August 01, 2008

Octopart

I think that great startups make you go, "wow.  that's much better than the old way."  Having spent a decent chunk of my undergraduate education (electrical engineering at the UW) looking up datasheets for electronics components, I have to say that this is 100 times better than Googling.

http://octopart.com

I don't think most people will get it.  After all you need to know you're looking for an LM348N chip.  But you're immersed in that world, then its a perfect startup.  They should be wildly successful if they can figure out how to market their product.

July 26, 2008

Encoding an Amazon ACL in Perl

S3 is Great
Amazon S3 is a pretty cool way to store data online, for just 15 cents a GB/month.  The bandwidth's pretty expensive at 10c per GB up, and 17c per GB down but still viable depending on what you're planning on doing with it.

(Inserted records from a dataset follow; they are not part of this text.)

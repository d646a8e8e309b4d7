//! Rewrite methods so they no longer use subroutines
//!
//! Once a method has been verified by type inference, every instruction is known to run under
//! exactly one [`SubroutineFrame`](crate::jvm::verifier::SubroutineFrame). The inliner makes one
//! copy of each subroutine body per call (see [`SubroutineCall`]) right after the `jsr` making
//! the call, then lays out and emits the copies:
//!
//!   - a `jsr` followed by its copy of the subroutine body disappears (the `astore` of the return
//!     address at the start of the body disappears too)
//!   - a `ret` which would fall into the code after its `jsr` disappears, otherwise it becomes a
//!     `goto` to that code
//!   - branches and switches are pointed at the copy of their target reachable from their own
//!     call, and switch padding is recomputed for the new position
//!
//! The exception table, line number table, and local variable tables are rebuilt from the copies.
//! The `StackMapTable` attribute, if there is one, is dropped.

mod call;
mod handle;

pub use call::*;
pub use handle::*;

use crate::jvm::class_file::{
    Attribute, AttributeLike, Code, ConstantPool, ExceptionHandler, LineNumber, LineNumberTable,
    LocalVariable, LocalVariableTable, LocalVariableTypeTable, STACK_MAP_TABLE,
};
use crate::jvm::code::{opcodes, short_offset, wide_offset, Instruction, InstructionKind};
use crate::jvm::verifier::{SubroutineId, VerifiedMethod};
use crate::jvm::{Error, VerifyError, VerifyErrorKind};
use std::collections::HashMap;
use typed_arena::Arena;

/// Largest code array a method can have
const MAX_CODE_LENGTH: usize = u16::MAX as usize;

/// Rewrite the code of a verified method to have no `jsr` or `ret` instructions
///
/// Code that the verifier never reached is dropped. For a method without subroutines and without
/// unreachable code, the rewritten code is the same as the original.
pub fn inline_subroutines(
    verified: &VerifiedMethod,
    code: &Code,
    constants: &ConstantPool,
) -> Result<Code, Error> {
    let arena = Arena::new();
    let mut inliner = Inliner::new(verified, code);

    let root: &SubroutineCall = arena.alloc(SubroutineCall::root());
    inliner.duplicate(&arena, root)?;
    inliner.resolve_rets()?;
    inliner.layout()?;
    let bytes = inliner.emit()?;

    let exception_table = inliner.exception_table();
    let attributes = inliner.attributes(constants)?;

    Ok(Code {
        max_stack: code.max_stack,
        max_locals: code.max_locals,
        code: bytes,
        exception_table,
        attributes,
    })
}

struct Inliner<'v, 'a> {
    verified: &'v VerifiedMethod,
    code: &'v Code,

    /// Every copy, in the order they are laid out
    handles: Vec<InstructionHandle<'a>>,

    /// Handles for each original position (by handle index)
    duplicates: HashMap<usize, Vec<usize>>,

    /// Target handle of each `ret` copy (keyed by handle index)
    ret_targets: HashMap<usize, usize>,

    code_len: usize,
}
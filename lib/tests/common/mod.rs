//! Tiny bytecode assembler for building test methods and classes in memory

#![allow(dead_code)]

use std::collections::HashMap;
use unjsr::jvm::class_file::{
    Attribute, ClassFile, Code, ConstantIndex, ConstantPool, ExceptionHandler, Member, Version,
};
use unjsr::jvm::code::{opcodes, InstructionGraph};
use unjsr::jvm::inliner::inline_subroutines;
use unjsr::jvm::verifier::{TypeInferencingVerifier, VerifiableMethod, VerifiedMethod};
use unjsr::jvm::{Error, MethodAccessFlags, VerifyErrorKind};

/// Offset to patch once all labels are known
struct Fixup {
    /// Position of the instruction the offset is relative to
    from: usize,

    /// Position of the offset bytes
    at: usize,

    wide: bool,
    label: &'static str,
}

struct Catch {
    start: &'static str,
    end: &'static str,
    handler: &'static str,
}

#[derive(Default)]
pub struct Assembler {
    code: Vec<u8>,
    labels: HashMap<&'static str, usize>,
    fixups: Vec<Fixup>,
    catches: Vec<Catch>,
}

impl Assembler {
    pub fn new() -> Assembler {
        Assembler::default()
    }

    pub fn position(&self) -> usize {
        self.code.len()
    }

    pub fn label(&mut self, label: &'static str) -> &mut Self {
        let previous = self.labels.insert(label, self.code.len());
        assert!(previous.is_none(), "label {} defined twice", label);
        self
    }

    /// Instruction without operands
    pub fn op(&mut self, opcode: u8) -> &mut Self {
        self.code.push(opcode);
        self
    }

    /// Instruction with raw operand bytes
    pub fn op_with(&mut self, opcode: u8, operands: &[u8]) -> &mut Self {
        self.code.push(opcode);
        self.code.extend_from_slice(operands);
        self
    }

    pub fn repeat(&mut self, opcode: u8, count: usize) -> &mut Self {
        self.code.extend(std::iter::repeat(opcode).take(count));
        self
    }

    /// Branch (or `jsr`) with a 16-bit offset
    pub fn jump(&mut self, opcode: u8, label: &'static str) -> &mut Self {
        let from = self.code.len();
        self.code.push(opcode);
        self.offset(from, false, label);
        self
    }

    /// `goto_w` or `jsr_w`
    pub fn jump_wide(&mut self, opcode: u8, label: &'static str) -> &mut Self {
        let from = self.code.len();
        self.code.push(opcode);
        self.offset(from, true, label);
        self
    }

    pub fn tableswitch(
        &mut self,
        default: &'static str,
        low: i32,
        targets: &[&'static str],
    ) -> &mut Self {
        let from = self.switch_header(opcodes::TABLESWITCH);
        self.offset(from, true, default);
        self.code.extend_from_slice(&low.to_be_bytes());
        let high = low + targets.len() as i32 - 1;
        self.code.extend_from_slice(&high.to_be_bytes());
        for target in targets {
            self.offset(from, true, target);
        }
        self
    }

    pub fn lookupswitch(
        &mut self,
        default: &'static str,
        pairs: &[(i32, &'static str)],
    ) -> &mut Self {
        let from = self.switch_header(opcodes::LOOKUPSWITCH);
        self.offset(from, true, default);
        self.code
            .extend_from_slice(&(pairs.len() as i32).to_be_bytes());
        for (key, target) in pairs {
            self.code.extend_from_slice(&key.to_be_bytes());
            self.offset(from, true, target);
        }
        self
    }

    /// Catch-all handler for `[start, end)`
    pub fn catch(
        &mut self,
        start: &'static str,
        end: &'static str,
        handler: &'static str,
    ) -> &mut Self {
        self.catches.push(Catch {
            start,
            end,
            handler,
        });
        self
    }

    pub fn finish(&self, max_stack: u16, max_locals: u16) -> Code {
        let mut code = self.code.clone();
        for fixup in &self.fixups {
            let target = self.resolve(fixup.label) as i64;
            let offset = target - fixup.from as i64;
            if fixup.wide {
                code[fixup.at..fixup.at + 4].copy_from_slice(&(offset as i32).to_be_bytes());
            } else {
                let offset = i16::try_from(offset).expect("offset does not fit in 16 bits");
                code[fixup.at..fixup.at + 2].copy_from_slice(&offset.to_be_bytes());
            }
        }

        let exception_table = self
            .catches
            .iter()
            .map(|catch| ExceptionHandler {
                start_pc: self.resolve(catch.start) as u16,
                end_pc: self.resolve(catch.end) as u16,
                handler_pc: self.resolve(catch.handler) as u16,
                catch_type: ConstantIndex(0),
            })
            .collect();

        Code {
            max_stack,
            max_locals,
            code,
            exception_table,
            attributes: vec![],
        }
    }

    fn resolve(&self, label: &'static str) -> usize {
        match self.labels.get(label) {
            Some(position) => *position,
            None => panic!("undefined label {}", label),
        }
    }

    fn switch_header(&mut self, opcode: u8) -> usize {
        let from = self.code.len();
        self.code.push(opcode);
        while self.code.len() % 4 != 0 {
            self.code.push(0);
        }
        from
    }

    fn offset(&mut self, from: usize, wide: bool, label: &'static str) {
        let at = self.code.len();
        let width = if wide { 4 } else { 2 };
        self.code.extend(std::iter::repeat(0).take(width));
        self.fixups.push(Fixup {
            from,
            at,
            wide,
            label,
        });
    }
}

/// Static method to add to a test class
pub struct TestMethod {
    pub name: &'static str,
    pub descriptor: &'static str,
    pub code: Code,
}

impl TestMethod {
    pub fn new(name: &'static str, descriptor: &'static str, code: Code) -> TestMethod {
        TestMethod {
            name,
            descriptor,
            code,
        }
    }
}

/// Class `Test` (extending `java/lang/Object`) with the given static methods
pub fn class_with(version: Version, methods: Vec<TestMethod>) -> ClassFile {
    let mut constants = ConstantPool::new();
    let this_class = constants.get_class("Test");
    let super_class = constants.get_class("java/lang/Object");

    let members = methods
        .into_iter()
        .map(|method| Member {
            access_flags: (MethodAccessFlags::PUBLIC | MethodAccessFlags::STATIC).bits(),
            name_index: constants.get_utf8(method.name),
            descriptor_index: constants.get_utf8(method.descriptor),
            attributes: vec![Attribute::encode(&method.code, &mut constants).unwrap()],
        })
        .collect();

    ClassFile {
        version,
        constants,
        access_flags: 0x0021,
        this_class,
        super_class,
        interfaces: vec![],
        fields: vec![],
        methods: members,
        attributes: vec![],
    }
}

/// Class with a single static method `f` (old enough to always be verified by type inference)
pub fn class_of(descriptor: &'static str, code: Code) -> ClassFile {
    class_with(Version::JAVA1_4, vec![TestMethod::new("f", descriptor, code)])
}

pub fn verify(class: &ClassFile, index: usize) -> Result<VerifiedMethod, Error> {
    let code = class.methods[index].code(&class.constants)?.unwrap();
    let method = VerifiableMethod::new(class, &class.methods[index], &code)?;
    Ok(TypeInferencingVerifier::verify(&method)?)
}

/// Verify then inline a method
pub fn inline(class: &ClassFile, index: usize) -> Result<Code, Error> {
    let code = class.methods[index].code(&class.constants)?.unwrap();
    let method = VerifiableMethod::new(class, &class.methods[index], &code)?;
    let verified = TypeInferencingVerifier::verify(&method)?;
    inline_subroutines(&verified, &code, &class.constants)
}

/// Kind of a verification failure
pub fn kind_of(err: Error) -> VerifyErrorKind {
    match err {
        Error::Verify(err) => err.kind,
        other => panic!("expected a verify error, got {}", other),
    }
}

/// Decoded opcodes of some code, in order
pub fn opcodes_of(code: &[u8]) -> Vec<u8> {
    InstructionGraph::decode(code)
        .unwrap()
        .iter()
        .map(|instruction| instruction.opcode)
        .collect()
}
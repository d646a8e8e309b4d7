//! Decoded method bytecode
//!
//! The raw `code` array of a [`Code`](crate::jvm::class_file::Code) attribute gets decoded into
//! an [`InstructionGraph`]: a dense, position-addressed list of [`Instruction`]s. Instructions
//! that transfer control are tagged with their kind:
//!
//!   - [`InstructionKind::Branch`] for conditional branches and `goto`
//!   - [`InstructionKind::Select`] for `tableswitch` and `lookupswitch`
//!   - [`InstructionKind::Jsr`] and [`InstructionKind::Ret`] for subroutine calls and returns
//!
//! Everything else is an [`InstructionKind::Plain`] straight-line [`Op`].
//!
//! See the [list of bytecode instructions][0].
//!
//! [0]: https://docs.oracle.com/javase/specs/jvms/se18/html/jvms-6.html#jvms-6.5

mod graph;
mod instructions;
pub mod opcodes;

pub use graph::*;
pub use instructions::*;
pub use opcodes::OpcodeFlags;
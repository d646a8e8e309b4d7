use super::{BinaryName, Name};
use crate::util::Width;
use std::fmt::{self, Display, Formatter};
use std::iter::Peekable;
use std::str::Chars;

/// Why a field or method descriptor could not be parsed
#[derive(Debug, Clone, PartialEq, Eq)]
pub struct DescriptorError(pub String);

impl Display for DescriptorError {
    fn fmt(&self, f: &mut Formatter<'_>) -> fmt::Result {
        f.write_str(&self.0)
    }
}

impl std::error::Error for DescriptorError {}

type Result<T> = std::result::Result<T, DescriptorError>;

fn unexpected(found: Option<char>, expected: &str) -> DescriptorError {
    match found {
        Some(c) => DescriptorError(format!("Expected {} but found '{}'", expected, c)),
        None => DescriptorError(format!("Expected {} but reached the end", expected)),
    }
}

/// Render descriptors in the format used in class files
pub trait RenderDescriptor {
    fn render(&self) -> String {
        let mut string = String::new();
        self.render_to(&mut string);
        string
    }

    fn render_to(&self, write_to: &mut String);
}

/// Parse descriptors in the format used in class files
pub trait ParseDescriptor: Sized {
    /// Parse a complete descriptor (trailing characters are an error)
    fn parse(source: &str) -> Result<Self> {
        let mut chars = source.chars().peekable();
        let parsed = Self::parse_from(&mut chars)?;
        match chars.next() {
            None => Ok(parsed),
            leftover => Err(unexpected(leftover, "end of descriptor")),
        }
    }

    fn parse_from(source: &mut Peekable<Chars>) -> Result<Self>;
}

/// Primitive value types
#[derive(Copy, Clone, PartialEq, Eq, Hash, Debug)]
pub enum BaseType {
    Byte,
    Char,
    Double,
    Float,
    Int,
    Long,
    Short,
    Boolean,
}

impl BaseType {
    const ALL: [(char, BaseType); 8] = [
        ('B', BaseType::Byte),
        ('C', BaseType::Char),
        ('D', BaseType::Double),
        ('F', BaseType::Float),
        ('I', BaseType::Int),
        ('J', BaseType::Long),
        ('S', BaseType::Short),
        ('Z', BaseType::Boolean),
    ];

    fn from_char(c: char) -> Option<BaseType> {
        BaseType::ALL
            .iter()
            .find(|(code, _)| *code == c)
            .map(|(_, typ)| *typ)
    }
}

impl Width for BaseType {
    fn width(&self) -> usize {
        match self {
            BaseType::Double | BaseType::Long => 2,
            _ => 1,
        }
    }
}

impl RenderDescriptor for BaseType {
    fn render_to(&self, write_to: &mut String) {
        if let Some((code, _)) = BaseType::ALL.iter().find(|(_, typ)| typ == self) {
            write_to.push(*code);
        }
    }
}

impl ParseDescriptor for BaseType {
    fn parse_from(source: &mut Peekable<Chars>) -> Result<Self> {
        let c = source.next();
        c.and_then(BaseType::from_char)
            .ok_or_else(|| unexpected(c, "a primitive type"))
    }
}

/// Reference type
#[derive(Copy, Clone, PartialEq, Eq, Hash, Debug)]
pub enum RefType<Class> {
    Object(Class),
    ObjectArray(ArrayType<Class>),
    PrimitiveArray(ArrayType<BaseType>),
}

/// Array type, split into its innermost element type and its nesting
#[derive(Copy, Clone, PartialEq, Eq, Hash, Debug)]
pub struct ArrayType<T> {
    /// Dimensions beyond the first (`A[]` has 0, `A[][][][]` has 3)
    pub additional_dimensions: usize,

    /// Innermost element type (`A` for `A[][]`)
    pub element_type: T,
}

impl<T> ArrayType<T> {
    pub const fn dimensions(&self) -> usize {
        self.additional_dimensions + 1
    }
}

impl<T: RenderDescriptor> RenderDescriptor for ArrayType<T> {
    fn render_to(&self, write_to: &mut String) {
        for _ in 0..self.dimensions() {
            write_to.push('[');
        }
        self.element_type.render_to(write_to);
    }
}

impl RenderDescriptor for BinaryName {
    fn render_to(&self, write_to: &mut String) {
        write_to.push('L');
        write_to.push_str(self.as_str());
        write_to.push(';');
    }
}

impl ParseDescriptor for BinaryName {
    fn parse_from(source: &mut Peekable<Chars>) -> Result<Self> {
        match source.next() {
            Some('L') => (),
            other => return Err(unexpected(other, "'L'")),
        }
        let mut class_name = String::new();
        loop {
            match source.next() {
                Some(';') => break,
                Some(c) => class_name.push(c),
                None => return Err(unexpected(None, "';'")),
            }
        }
        BinaryName::from_string(class_name).map_err(DescriptorError)
    }
}

impl<C: RenderDescriptor> RenderDescriptor for RefType<C> {
    fn render_to(&self, write_to: &mut String) {
        match self {
            RefType::Object(class) => class.render_to(write_to),
            RefType::PrimitiveArray(array) => array.render_to(write_to),
            RefType::ObjectArray(array) => array.render_to(write_to),
        }
    }
}

impl<C: ParseDescriptor> ParseDescriptor for RefType<C> {
    fn parse_from(source: &mut Peekable<Chars>) -> Result<Self> {
        let mut dimensions = 0;
        while source.next_if_eq(&'[').is_some() {
            dimensions += 1;
        }
        let is_object = source.peek() == Some(&'L');
        Ok(match (dimensions, is_object) {
            (0, true) => RefType::Object(C::parse_from(source)?),
            (0, false) => return Err(unexpected(source.next(), "a reference type")),
            (_, true) => RefType::ObjectArray(ArrayType {
                additional_dimensions: dimensions - 1,
                element_type: C::parse_from(source)?,
            }),
            (_, false) => RefType::PrimitiveArray(ArrayType {
                additional_dimensions: dimensions - 1,
                element_type: BaseType::parse_from(source)?,
            }),
        })
    }
}

impl<C> RefType<C> {
    /// Array type whose elements have the given type
    pub fn array(element: FieldType<C>) -> RefType<C> {
        match element {
            FieldType::Base(element_type) => RefType::PrimitiveArray(ArrayType {
                additional_dimensions: 0,
                element_type,
            }),
            FieldType::Ref(RefType::Object(element_type)) => RefType::ObjectArray(ArrayType {
                additional_dimensions: 0,
                element_type,
            }),
            FieldType::Ref(RefType::PrimitiveArray(array)) => RefType::PrimitiveArray(ArrayType {
                additional_dimensions: array.dimensions(),
                element_type: array.element_type,
            }),
            FieldType::Ref(RefType::ObjectArray(array)) => RefType::ObjectArray(ArrayType {
                additional_dimensions: array.dimensions(),
                element_type: array.element_type,
            }),
        }
    }
}

impl<C: Clone> RefType<C> {
    /// Type of the elements of an array type (`None` for class types)
    pub fn element_type(&self) -> Option<FieldType<C>> {
        let element = match self {
            RefType::Object(_) => return None,
            RefType::PrimitiveArray(array) => match array.additional_dimensions {
                0 => FieldType::Base(array.element_type),
                more => FieldType::Ref(RefType::PrimitiveArray(ArrayType {
                    additional_dimensions: more - 1,
                    element_type: array.element_type,
                })),
            },
            RefType::ObjectArray(array) => match array.additional_dimensions {
                0 => FieldType::object(array.element_type.clone()),
                more => FieldType::Ref(RefType::ObjectArray(ArrayType {
                    additional_dimensions: more - 1,
                    element_type: array.element_type.clone(),
                })),
            },
        };
        Some(element)
    }
}

impl RefType<BinaryName> {
    /// Parse the name stored in a `Class` constant
    ///
    /// Classes and interfaces are stored by binary name, but array classes use their descriptor.
    pub fn from_class_name(name: &str) -> Result<Self> {
        if name.starts_with('[') {
            RefType::parse(name)
        } else {
            BinaryName::from_string(name.to_owned())
                .map(RefType::Object)
                .map_err(DescriptorError)
        }
    }
}

/// Type of a field, parameter, or return value
#[derive(Copy, Clone, PartialEq, Eq, Hash, Debug)]
pub enum FieldType<Class> {
    Base(BaseType),
    Ref(RefType<Class>),
}

impl<C> Width for FieldType<C> {
    fn width(&self) -> usize {
        match self {
            FieldType::Base(base_type) => base_type.width(),
            FieldType::Ref(_) => 1,
        }
    }
}

impl<C> FieldType<C> {
    pub fn array(element: FieldType<C>) -> FieldType<C> {
        FieldType::Ref(RefType::array(element))
    }

    pub const fn object(class_name: C) -> FieldType<C> {
        FieldType::Ref(RefType::Object(class_name))
    }

    pub const fn int() -> FieldType<C> {
        FieldType::Base(BaseType::Int)
    }

    pub const fn long() -> FieldType<C> {
        FieldType::Base(BaseType::Long)
    }

    pub const fn float() -> FieldType<C> {
        FieldType::Base(BaseType::Float)
    }

    pub const fn double() -> FieldType<C> {
        FieldType::Base(BaseType::Double)
    }
}

impl<C: RenderDescriptor> RenderDescriptor for FieldType<C> {
    fn render_to(&self, write_to: &mut String) {
        match self {
            FieldType::Base(base_type) => base_type.render_to(write_to),
            FieldType::Ref(ref_type) => ref_type.render_to(write_to),
        }
    }
}

impl<C: ParseDescriptor> ParseDescriptor for FieldType<C> {
    fn parse_from(source: &mut Peekable<Chars>) -> Result<Self> {
        match source.peek().copied() {
            Some('L' | '[') => RefType::parse_from(source).map(FieldType::Ref),
            _ => BaseType::parse_from(source).map(FieldType::Base),
        }
    }
}

/// Signature of a method
#[derive(PartialEq, Eq, Hash, Debug, Clone)]
pub struct MethodDescriptor<Class> {
    pub parameters: Vec<FieldType<Class>>,

    /// `None` for `void`
    pub return_type: Option<FieldType<Class>>,
}

impl<C: RenderDescriptor> RenderDescriptor for MethodDescriptor<C> {
    fn render_to(&self, write_to: &mut String) {
        write_to.push('(');
        for parameter in &self.parameters {
            parameter.render_to(write_to);
        }
        write_to.push(')');
        match &self.return_type {
            None => write_to.push('V'),
            Some(typ) => typ.render_to(write_to),
        };
    }
}

impl<C: ParseDescriptor> ParseDescriptor for MethodDescriptor<C> {
    fn parse_from(source: &mut Peekable<Chars>) -> Result<Self> {
        match source.next() {
            Some('(') => (),
            other => return Err(unexpected(other, "'('")),
        }

        let mut parameters = vec![];
        while source.next_if_eq(&')').is_none() {
            if source.peek().is_none() {
                return Err(unexpected(None, "')'"));
            }
            parameters.push(FieldType::parse_from(source)?);
        }

        let return_type = match source.next_if_eq(&'V') {
            Some(_) => None,
            None => Some(FieldType::parse_from(source)?),
        };

        Ok(MethodDescriptor {
            parameters,
            return_type,
        })
    }
}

They also have a really slick API to get files to and from the server.  One in particular allows clients to directly upload files to your storage space from their machines via HTTP post (so via the browser, Flash, etc.)  This is great since your server doesn't have to proxy them to S3.  But wait!  If you have to authenticate into the service with a secret key on the client side, then you're basically giving away your key.  No good.

But this is not the case, and their solution is really well implemented.  To do this, you essentially sign an policy that specifies what can be uploaded -- maximum file size, key name, etc.  The policy is in a standard format, you base64 encode the policy and send it with a HMAC-SHA-1 hash encrypted with your secret key and encoded using base64.

Perl is Great
Athleon's written in Perl, which I've been extremely happy with on this project.  The code below is to encode a policy, generate the SHA-1 hash, and base64 encode it.  It uses the MIME::Base64 and Digest::HMAC_SHA1 modules, and looks like this.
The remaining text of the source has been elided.